Saved entries
***

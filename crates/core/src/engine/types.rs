//! Core types for the decode engine.

use thiserror::Error;

use crate::distributed::DistributedError;
use crate::kv_cache::CacheError;
use crate::request::{CompletionOutput, Request, RequestId};

// ─── Engine errors ────────────────────────────────────────────────────────

#[derive(Debug, Error)]
pub enum EngineError {
    #[error("invalid request: {0}")]
    InvalidRequest(String),
    #[error("cache error: {0}")]
    Cache(#[from] CacheError),
    #[error("model error: {0}")]
    Model(#[from] candle_core::Error),
    #[error("collective error: {0}")]
    Distributed(#[from] DistributedError),
    #[error(
        "ranks out of sync: agreed on {expected} requests, received {received} within {timeout_ms}ms"
    )]
    Desync {
        expected: usize,
        received: usize,
        timeout_ms: u64,
    },
    #[error("inconsistent decode state: {0}")]
    Consistency(String),
    #[error("aborting request {request_id} is not supported")]
    AbortUnsupported { request_id: RequestId },
    #[error("failed to spawn rank thread: {0}")]
    Spawn(#[source] std::io::Error),
    #[error("rank {rank} worker panicked")]
    WorkerPanicked { rank: usize },
    #[error("engine has shut down")]
    Shutdown,
}

// ─── Rank channel messages ────────────────────────────────────────────────

/// What a rank's inbound channel carries.
#[derive(Debug, Clone)]
pub enum RankMessage {
    Request(Request),
    /// Finish the current batch, then leave the loop.
    Shutdown,
}

/// Completions of one request, in request order.
pub type RequestOutput = Vec<CompletionOutput>;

***

## What is required
Copy each entry exactly, leaving every line as it is.

## Result of this exercise
filename crates/core/src/engine/types.rs
//! Core types for the decode engine.

use thiserror::Error;

use crate::distributed::DistributedError;
use crate::kv_cache::CacheError;
use crate::request::{CompletionOutput, Request, RequestId};

// ─── Engine errors ────────────────────────────────────────────────────────

#[derive(Debug, Error)]
pub enum EngineError {
    #[error("invalid request: {0}")]
    InvalidRequest(String),
    #[error("cache error: {0}")]
    Cache(#[from] CacheError),
    #[error("model error: {0}")]
    Model(#[from] candle_core::Error),
    #[error("collective error: {0}")]
    Distributed(#[from] DistributedError),
    #[error(
        "ranks out of sync: agreed on {expected} requests, received {received} within {timeout_ms}ms"
    )]
    Desync {
        expected: usize,
        received: usize,
        timeout_ms: u64,
    },
    #[error("inconsistent decode state: {0}")]
    Consistency(String),
    #[error("aborting request {request_id} is not supported")]
    AbortUnsupported { request_id: RequestId },
    #[error("failed to spawn rank thread: {0}")]
    Spawn(#[source] std::io::Error),
    #[error("rank {rank} worker panicked")]
    WorkerPanicked { rank: usize },
    #[error("engine has shut down")]
    Shutdown,
}

// ─── Rank channel messages ────────────────────────────────────────────────

/// What a rank's inbound channel carries.
#[derive(Debug, Clone)]
pub enum RankMessage {
    Request(Request),
    /// Finish the current batch, then leave the loop.
    Shutdown,
}

/// Completions of one request, in request order.
pub type RequestOutput = Vec<CompletionOutput>;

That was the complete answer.